Significantly, Durand said through a spokesman that the McCourt-CLF plan should be taken seriously.

''We'd be supportive of any dialogue among any and all of the developers in the region, to maximize public access to the waterfront,'' said the spokesman, Doug Pizzi. ''One of our goals has always been to look at the waterfront as a whole, not piece by piece.''

The McCourt-CLF plan has the support of an array of waterfront activists, including Vivien Li, executive director of the Boston Harbor Association, who described it as ''intriguing, to get several landowners working together.''

''We're all aware there is posturing going on. It's an arranged marriage where there might be some reluctance, but there are prospects for a better vision.

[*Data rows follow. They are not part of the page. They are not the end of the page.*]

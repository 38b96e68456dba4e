//! Chaos bot integration tests.
//!
//! Full runs against simulated, recording and failing networks, checking
//! scheduling, determinism, cleanup and error propagation.

#[allow(dead_code)]
mod common;

use std::collections::BTreeSet;
use std::io::Write;
use std::time::Duration;

use chaosbot::experiment::{
    HighLatencyNodeExperiment, LowBandwidthNodeExperiment, NetworkPartitionExperiment,
    NodeFailureExperiment,
};
use chaosbot::{
    BotState, ChaosBot, ChaosBotConfiguration, ChaosError, ChaosEvent, Network, NetworkCall,
    SimulatedNetwork, VirtualClock, WallClock,
};
use common::{busy_config, recording_bot, replay, FailingNetwork, Operation};

// =============================================================================
// Scheduling Tests
// =============================================================================

#[test]
fn test_single_node_failure_scenario() {
    let config = ChaosBotConfiguration::default()
        .with_interval(Duration::from_secs(5))
        .with_seed(Some(2024))
        .with_experiments(vec![NodeFailureExperiment::new(
            Duration::from_secs(10),
            Duration::from_secs(10),
        )
        .into()]);
    let mut bot = recording_bot(4, config);

    bot.run_chaos(Duration::from_secs(12)).unwrap();

    let calls = bot.network().calls();
    assert_eq!(calls.len(), 2, "calls: {:?}", calls);

    let (killed_at, kill) = &calls[0];
    let (started_at, start) = &calls[1];
    assert_eq!(killed_at.elapsed(), Duration::from_secs(5));
    assert_eq!(started_at.elapsed(), Duration::from_secs(15));
    match (kill, start) {
        (NetworkCall::KillImmediately { node: a }, NetworkCall::StartNode { node: b }) => {
            assert_eq!(a, b)
        }
        other => panic!("unexpected calls {:?}", other),
    }

    for event in bot.history() {
        if let ChaosEvent::ExperimentSpawned { at, .. } = event {
            assert!(at.elapsed() < Duration::from_secs(12));
        }
    }
    assert_eq!(bot.state(), BotState::Stopped);
    assert!(bot.network().inner().is_pristine());
}

#[test]
fn test_calls_are_time_ordered() {
    let mut bot = recording_bot(7, busy_config(5));

    bot.run_chaos(Duration::from_secs(600)).unwrap();

    let calls = bot.network().calls();
    assert!(!calls.is_empty());
    assert!(calls.windows(2).all(|w| w[0].0 <= w[1].0));
}

#[test]
fn test_no_spawn_after_run_end() {
    let mut bot = recording_bot(6, busy_config(8));
    let run = Duration::from_secs(300);

    bot.run_chaos(run).unwrap();

    let spawned: Vec<_> = bot
        .history()
        .iter()
        .filter_map(|e| match e {
            ChaosEvent::ExperimentSpawned { at, .. }
            | ChaosEvent::NoEligibleTarget { at, .. }
            | ChaosEvent::SpawnFailed { at, .. } => Some(at.elapsed()),
            _ => None,
        })
        .collect();
    assert!(!spawned.is_empty());
    assert!(spawned.iter().all(|at| *at < run));
}

// =============================================================================
// Determinism Tests
// =============================================================================

#[test]
fn test_same_seed_same_calls() {
    let mut first = recording_bot(8, busy_config(77));
    let mut second = recording_bot(8, busy_config(77));

    first.run_chaos(Duration::from_secs(1800)).unwrap();
    second.run_chaos(Duration::from_secs(1800)).unwrap();

    assert_eq!(first.network().calls(), second.network().calls());
    assert_eq!(first.history(), second.history());

    let a = serde_json::to_string(first.network().calls()).unwrap();
    let b = serde_json::to_string(second.network().calls()).unwrap();
    assert_eq!(a, b);
}

#[test]
fn test_different_seeds_diverge() {
    let mut first = recording_bot(8, busy_config(1));
    let mut second = recording_bot(8, busy_config(2));

    first.run_chaos(Duration::from_secs(1800)).unwrap();
    second.run_chaos(Duration::from_secs(1800)).unwrap();

    assert_ne!(first.network().calls(), second.network().calls());
}

// =============================================================================
// Cleanup Tests
// =============================================================================

#[test]
fn test_drain_leaves_network_pristine() {
    for seed in 0..10 {
        let mut bot = recording_bot(6, busy_config(seed));

        bot.run_chaos(Duration::from_secs(900)).unwrap();

        assert!(bot.network().inner().is_pristine(), "seed {}", seed);
        assert!(bot.stats().experiments_spawned > 0, "seed {}", seed);
    }
}

#[test]
fn test_faults_reversed_after_run_end() {
    let config = ChaosBotConfiguration::default()
        .with_interval(Duration::from_secs(1))
        .with_seed(Some(4))
        .with_experiments(vec![NodeFailureExperiment::new(
            Duration::from_secs(100),
            Duration::from_secs(100),
        )
        .into()]);
    let mut bot = recording_bot(3, config);

    bot.run_chaos(Duration::from_secs(5)).unwrap();

    let restarts: Vec<_> = bot
        .network()
        .calls()
        .iter()
        .filter(|(_, c)| matches!(c, NetworkCall::StartNode { .. }))
        .map(|(at, _)| at.elapsed())
        .collect();
    assert_eq!(restarts.len(), 3);
    assert!(restarts.iter().all(|at| *at > Duration::from_secs(100)));
    assert!(bot.network().inner().is_pristine());
}

// =============================================================================
// Exclusivity Tests
// =============================================================================

#[test]
fn test_latency_and_bandwidth_faults_are_exclusive() {
    let config = ChaosBotConfiguration::new(Duration::from_secs(1), Duration::from_secs(3))
        .with_seed(Some(31))
        .with_experiments(vec![
            HighLatencyNodeExperiment::default().into(),
            LowBandwidthNodeExperiment::default().into(),
        ]);
    let mut bot = recording_bot(4, config);

    bot.run_chaos(Duration::from_secs(600)).unwrap();

    let mut slowed = BTreeSet::new();
    let mut throttled = BTreeSet::new();
    for (at, call) in bot.network().calls() {
        match call {
            NetworkCall::SetLatency { node, .. } => {
                assert!(slowed.insert(*node), "node {} slowed twice at {}", node, at)
            }
            NetworkCall::RestoreLatency { node } => assert!(slowed.remove(node)),
            NetworkCall::SetBandwidth { node, .. } => {
                assert!(throttled.insert(*node), "node {} throttled twice at {}", node, at)
            }
            NetworkCall::RestoreBandwidth { node } => assert!(throttled.remove(node)),
            other => panic!("unexpected call {}", other),
        }
    }
    assert!(slowed.is_empty() && throttled.is_empty());
    assert!(bot.stats().no_eligible_target > 0);
}

#[test]
fn test_partition_limit_holds_during_run() {
    let config = ChaosBotConfiguration::new(Duration::from_secs(1), Duration::from_secs(2))
        .with_seed(Some(12))
        .with_experiments(vec![NetworkPartitionExperiment::default()
            .with_max_partitions(4)
            .into()]);
    let mut bot = recording_bot(16, config);

    bot.run_chaos(Duration::from_secs(600)).unwrap();

    let mut most = 0;
    replay(16, bot.network().calls(), |network, _| {
        let live = network.network_partitions().len();
        assert!(live <= 4, "{} partitions", live);
        most = most.max(live);
    });
    assert_eq!(most, 4);
    assert!(bot.network().inner().is_pristine());
}

#[test]
fn test_replay_of_busy_run_ends_pristine() {
    let mut bot = recording_bot(6, busy_config(99));

    bot.run_chaos(Duration::from_secs(600)).unwrap();

    let mut last = None;
    replay(6, bot.network().calls(), |network, _| {
        last = Some(network.is_pristine());
    });
    assert_eq!(last, Some(true));
}

// =============================================================================
// Error Handling Tests
// =============================================================================

#[test]
fn test_failed_reversal_is_fatal() {
    let config = ChaosBotConfiguration::default()
        .with_interval(Duration::from_secs(5))
        .with_seed(Some(1))
        .with_experiments(vec![NodeFailureExperiment::new(
            Duration::from_secs(10),
            Duration::from_secs(10),
        )
        .into()]);
    let network = FailingNetwork::new(SimulatedNetwork::new(4)).failing(Operation::Start);
    let mut bot = ChaosBot::new(network, VirtualClock::new(), config);

    let err = bot.run_chaos(Duration::from_secs(60)).unwrap_err();

    assert!(err.is_fatal());
    match &err {
        ChaosError::StepFailed { action, at, source } => {
            assert!(action.starts_with("start_node("));
            assert_eq!(at.elapsed(), Duration::from_secs(15));
            assert!(matches!(**source, ChaosError::Network(_)));
        }
        other => panic!("unexpected error {}", other),
    }
    assert_eq!(bot.state(), BotState::Stopped);
    assert_eq!(bot.network().failures(), 1);
    assert_eq!(bot.network().inner().alive_count(), 2);
}

#[test]
fn test_spawn_failure_skips_cycle() {
    let config = ChaosBotConfiguration::default()
        .with_interval(Duration::from_secs(5))
        .with_seed(Some(6))
        .with_experiments(vec![
            NodeFailureExperiment::new(Duration::from_secs(3), Duration::from_secs(3)).into(),
            HighLatencyNodeExperiment::new(Duration::from_secs(3), Duration::from_secs(3)).into(),
        ]);
    let network = FailingNetwork::new(SimulatedNetwork::new(4)).failing(Operation::Kill);
    let mut bot = ChaosBot::new(network, VirtualClock::new(), config);

    bot.run_chaos(Duration::from_secs(300)).unwrap();

    let stats = bot.stats();
    assert!(stats.spawn_failures > 0);
    assert!(stats.experiments_spawned > 0);
    assert_eq!(stats.spawn_failures as usize, bot.network().failures());
    assert!(bot
        .history()
        .iter()
        .any(|e| matches!(e, ChaosEvent::SpawnFailed { experiment: "node-failure", .. })));
    assert!(bot.network().inner().is_pristine());
}

// =============================================================================
// Configuration and Clock Tests
// =============================================================================

#[test]
fn test_run_from_config_file() {
    let mut file = tempfile::NamedTempFile::new().unwrap();
    write!(
        file,
        r#"{{
            "min_interval": "2s",
            "max_interval": "4s",
            "seed": 5,
            "experiments": [
                {{"kind": "node_isolation", "min_duration": "1s", "max_duration": "3s"}},
                {{"kind": "flickering_isolation", "min_duration": "5s", "max_duration": "10s"}}
            ]
        }}"#
    )
    .unwrap();

    let config = ChaosBotConfiguration::from_file(file.path()).unwrap();
    let mut bot = recording_bot(5, config);
    bot.run_chaos(Duration::from_secs(120)).unwrap();

    assert!(bot.stats().experiments_spawned > 0);
    assert!(bot
        .network()
        .calls()
        .iter()
        .all(|(_, c)| matches!(c, NetworkCall::Isolate { .. } | NetworkCall::Rejoin { .. })));
    assert!(bot.network().inner().is_pristine());
}

#[test]
fn test_wall_clock_run() {
    let config = ChaosBotConfiguration::default()
        .with_interval(Duration::from_millis(10))
        .with_seed(Some(3))
        .with_experiments(vec![NodeFailureExperiment::new(
            Duration::from_millis(5),
            Duration::from_millis(15),
        )
        .into()]);
    let mut bot = ChaosBot::new(SimulatedNetwork::new(3), WallClock::new(), config);

    let started = std::time::Instant::now();
    bot.run_chaos(Duration::from_millis(60)).unwrap();

    assert!(started.elapsed() >= Duration::from_millis(40));
    assert!(bot.stats().experiments_spawned > 0);
    assert!(bot.network().is_pristine());
}
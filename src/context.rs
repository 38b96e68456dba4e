//! Per-run bookkeeping shared by experiments and their reversal steps.

use crate::types::NodeId;
use std::collections::BTreeSet;

/// Exclusivity registries for one chaos run.
///
/// A node is listed from the moment a latency or bandwidth fault is applied
/// until the step that reverses it has executed. Every `run_chaos` call
/// starts with an empty context.
#[derive(Debug, Clone, Default)]
pub struct ChaosContext {
    latency_affected: BTreeSet<NodeId>,
    bandwidth_affected: BTreeSet<NodeId>,
}

impl ChaosContext {
    pub fn new() -> Self {
        Self::default()
    }

    pub fn is_latency_affected(&self, node: NodeId) -> bool {
        self.latency_affected.contains(&node)
    }

    pub fn is_bandwidth_affected(&self, node: NodeId) -> bool {
        self.bandwidth_affected.contains(&node)
    }

    pub fn latency_affected(&self) -> impl Iterator<Item = NodeId> + '_ {
        self.latency_affected.iter().copied()
    }

    pub fn bandwidth_affected(&self) -> impl Iterator<Item = NodeId> + '_ {
        self.bandwidth_affected.iter().copied()
    }

    pub(crate) fn mark_latency(&mut self, node: NodeId) {
        self.latency_affected.insert(node);
    }

    pub(crate) fn clear_latency(&mut self, node: NodeId) {
        self.latency_affected.remove(&node);
    }

    pub(crate) fn mark_bandwidth(&mut self, node: NodeId) {
        self.bandwidth_affected.insert(node);
    }

    pub(crate) fn clear_bandwidth(&mut self, node: NodeId) {
        self.bandwidth_affected.remove(&node);
    }

    /// Whether no node carries a registered fault.
    pub fn is_empty(&self) -> bool {
        self.latency_affected.is_empty() && self.bandwidth_affected.is_empty()
    }
}
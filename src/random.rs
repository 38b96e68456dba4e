//! Seedable random source shared by the engine and every experiment.
//!
//! A single [`ChaosRng`] stream drives interval draws, experiment selection,
//! target selection and magnitude draws, so a seed fully determines a run.

use rand::rngs::StdRng;
use rand::{Rng, RngCore, SeedableRng};
use std::time::Duration;

/// Random source used by chaos runs.
#[derive(Debug, Clone)]
pub struct ChaosRng {
    rng: StdRng,
    seed: u64,
}

impl ChaosRng {
    /// Create a generator that reproduces the same stream for the same seed.
    pub fn seeded(seed: u64) -> Self {
        Self {
            rng: StdRng::seed_from_u64(seed),
            seed,
        }
    }

    /// Create a generator from a fresh entropy-derived seed.
    ///
    /// The seed is kept so a surprising run can be replayed.
    pub fn from_entropy() -> Self {
        let seed = rand::thread_rng().next_u64();
        Self::seeded(seed)
    }

    /// Build from an optional seed.
    pub fn from_seed(seed: Option<u64>) -> Self {
        match seed {
            Some(seed) => Self::seeded(seed),
            None => Self::from_entropy(),
        }
    }

    /// Seed the stream was created from.
    pub fn seed(&self) -> u64 {
        self.seed
    }

    /// Uniform integer in `[0, bound)`. Returns 0 when `bound` is 0.
    pub fn next_int(&mut self, bound: usize) -> usize {
        if bound == 0 {
            return 0;
        }
        self.rng.gen_range(0..bound)
    }

    /// Uniform value in `[0, 1)`.
    pub fn next_double(&mut self) -> f64 {
        self.rng.gen::<f64>()
    }

    /// Uniform value in `[min, max)`. Returns `min` for an empty range.
    pub fn next_f64_in(&mut self, min: f64, max: f64) -> f64 {
        if min >= max {
            return min;
        }
        min + (max - min) * self.next_double()
    }

    /// Uniform duration in `[min, max]`, at nanosecond resolution.
    pub fn next_duration(&mut self, min: Duration, max: Duration) -> Duration {
        if min >= max {
            return min;
        }
        let lo = duration_nanos(min);
        let hi = duration_nanos(max);
        Duration::from_nanos(self.rng.gen_range(lo..=hi))
    }

    /// Uniform integer in `[min, max]`.
    pub fn next_u64_in(&mut self, min: u64, max: u64) -> u64 {
        if min >= max {
            return min;
        }
        self.rng.gen_range(min..=max)
    }

    /// `count` independent uniform integers in `[origin, bound)`.
    ///
    /// Values may repeat.
    pub fn ints(&mut self, count: usize, origin: usize, bound: usize) -> Vec<usize> {
        if origin >= bound {
            return vec![origin; count];
        }
        (0..count).map(|_| self.rng.gen_range(origin..bound)).collect()
    }
}

fn duration_nanos(duration: Duration) -> u64 {
    u64::try_from(duration.as_nanos()).unwrap_or(u64::MAX)
}
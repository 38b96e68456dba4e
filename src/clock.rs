//! Time sources for the chaos engine.
//!
//! The engine never sleeps on its own. It asks a [`Clock`] to advance to the
//! next deadline, which lets the same run execute under a [`VirtualClock`]
//! (tests, deterministic replays) or a [`WallClock`] (live clusters).

use parking_lot::Mutex;
use serde::{Deserialize, Serialize};
use std::fmt;
use std::ops::{Add, Sub};
use std::sync::Arc;
use std::time::{Duration, Instant};

/// A point in time, measured as an offset from the clock's epoch.
#[derive(Debug, Clone, Copy, Default, PartialEq, Eq, Hash, PartialOrd, Ord, Serialize, Deserialize)]
#[serde(transparent)]
pub struct Timestamp(#[serde(with = "crate::config::humantime_serde")] Duration);

impl Timestamp {
    pub const EPOCH: Timestamp = Timestamp(Duration::ZERO);

    /// Offset from the clock's epoch.
    pub fn elapsed(&self) -> Duration {
        self.0
    }

    /// Time from `earlier` to `self`, or zero if `earlier` is later.
    pub fn saturating_duration_since(&self, earlier: Timestamp) -> Duration {
        self.0.saturating_sub(earlier.0)
    }
}

impl From<Duration> for Timestamp {
    fn from(offset: Duration) -> Self {
        Timestamp(offset)
    }
}

impl Add<Duration> for Timestamp {
    type Output = Timestamp;

    fn add(self, rhs: Duration) -> Timestamp {
        Timestamp(self.0.saturating_add(rhs))
    }
}

impl Sub<Timestamp> for Timestamp {
    type Output = Duration;

    fn sub(self, rhs: Timestamp) -> Duration {
        self.saturating_duration_since(rhs)
    }
}

impl fmt::Display for Timestamp {
    fn fmt(&self, f: &mut fmt::Formatter<'_>) -> fmt::Result {
        write!(f, "T+{:?}", self.0)
    }
}

/// Source of time for the scheduling engine.
pub trait Clock {
    /// Current time.
    fn now(&self) -> Timestamp;

    /// Move time forward to `deadline`. A deadline in the past is a no-op.
    fn advance_to(&mut self, deadline: Timestamp);
}

impl<C: Clock + ?Sized> Clock for Box<C> {
    fn now(&self) -> Timestamp {
        (**self).now()
    }

    fn advance_to(&mut self, deadline: Timestamp) {
        (**self).advance_to(deadline)
    }
}

/// Deterministic clock that jumps straight to each deadline.
///
/// Clones share the same time, so an instrumented network can read the
/// engine's current time.
#[derive(Debug, Clone, Default)]
pub struct VirtualClock {
    now: Arc<Mutex<Timestamp>>,
}

impl VirtualClock {
    pub fn new() -> Self {
        Self::default()
    }

    /// Move time forward by `duration`.
    pub fn advance(&self, duration: Duration) {
        let mut now = self.now.lock();
        *now = *now + duration;
    }
}

impl Clock for VirtualClock {
    fn now(&self) -> Timestamp {
        *self.now.lock()
    }

    fn advance_to(&mut self, deadline: Timestamp) {
        let mut now = self.now.lock();
        if deadline > *now {
            *now = deadline;
        }
    }
}

/// Real-time clock that blocks the calling thread until each deadline.
#[derive(Debug, Clone)]
pub struct WallClock {
    epoch: Instant,
}

impl WallClock {
    pub fn new() -> Self {
        Self {
            epoch: Instant::now(),
        }
    }
}

impl Default for WallClock {
    fn default() -> Self {
        Self::new()
    }
}

impl Clock for WallClock {
    fn now(&self) -> Timestamp {
        Timestamp(self.epoch.elapsed())
    }

    fn advance_to(&mut self, deadline: Timestamp) {
        let remaining = deadline - self.now();
        if !remaining.is_zero() {
            std::thread::sleep(remaining);
        }
    }
}

#[cfg(test)]
mod tests {
    use super::*;

    #[test]
    fn test_virtual_clock_only_moves_forward() {
        let mut clock = VirtualClock::new();
        clock.advance_to(Timestamp::from(Duration::from_secs(10)));
        assert_eq!(clock.now().elapsed(), Duration::from_secs(10));

        clock.advance_to(Timestamp::from(Duration::from_secs(3)));
        assert_eq!(clock.now().elapsed(), Duration::from_secs(10));
    }

    #[test]
    fn test_virtual_clock_clones_share_time() {
        let mut clock = VirtualClock::new();
        let observer = clock.clone();

        clock.advance_to(Timestamp::from(Duration::from_secs(5)));
        observer.advance(Duration::from_secs(1));

        assert_eq!(clock.now(), observer.now());
        assert_eq!(clock.now().elapsed(), Duration::from_secs(6));
    }

    #[test]
    fn test_wall_clock_waits_for_deadline() {
        let mut clock = WallClock::new();
        let deadline = clock.now() + Duration::from_millis(20);
        clock.advance_to(deadline);
        assert!(clock.now() >= deadline);
    }

    #[test]
    fn test_timestamp_arithmetic() {
        let t = Timestamp::EPOCH + Duration::from_secs(15);
        assert_eq!(t - Timestamp::from(Duration::from_secs(5)), Duration::from_secs(10));
        assert_eq!(Timestamp::EPOCH - t, Duration::ZERO);
        assert_eq!(t.to_string(), "T+15s");
    }

    #[test]
    fn test_timestamp_serializes_as_millis() {
        let t = Timestamp::from(Duration::from_millis(1500));
        assert_eq!(serde_json::to_string(&t).unwrap(), "\"1500ms\"");
        let back: Timestamp = serde_json::from_str("\"1500ms\"").unwrap();
        assert_eq!(back, t);
    }
}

''The worst outcome is if all this gets bogged down in disagreements and legal battles,'' she added. ''Here the community will get benefits, and over 2 million square feet for each developer is not insignificant. Everyone will come out ahead.''

McCourt faces steep challenges in the realm of politics, however. Council President James M. Kelly said he wants to see more detailed plans for the McCourt property, not just how the Pritzker property would be reduced. Kelly is active in the South Boston Design Advisory Committee, a neighborhood group, and generally favors office development for the linkage payments that are made for affordable housing in the area.

McCourt has also angered Mayor Thomas M. Menino, who is reportedly fuming that he was not shown the McCourt-CLF plan earlier. It is widely known that Menino and McCourt have had rocky relations; Menino also supports the Pritzker plan as the best chance for something to be built on the waterfront during his tenure as mayor. The McCourt-CLF group was said to be showing Menino the plan late last night, however.

Maloney, the BRA director, said he told the mayor he did not think the McCourt-CLF plan was feasible, and that he questioned how McCourt could propose new parkland and building configurations on someone else's property.

''It appears to be an attempt to create waterfront property where there is none,'' said BRA chief planner Linda Haar. ''How do you do that? By eliminating what's between you and the water.''

Both Maloney and Haar said that beyond practical considerations of the radical co-development rights proposal, the McCourt-CLF plan is at odds with the city's plans for the waterfront - which is to create enough buildings so the district is active seven days a week.

The McCourt-CLF plan ''looks great'' because of the additional parkland, but open space near the water can end up being ''cavernous and unused,'' Maloney said. ''Their plan is designed for visitors, with huge events, and then lots of quiet downtime,'' he said. ''We want a real urban neighborhood.''

This story ran on page B1 of the Boston Globe on 3/29/2000.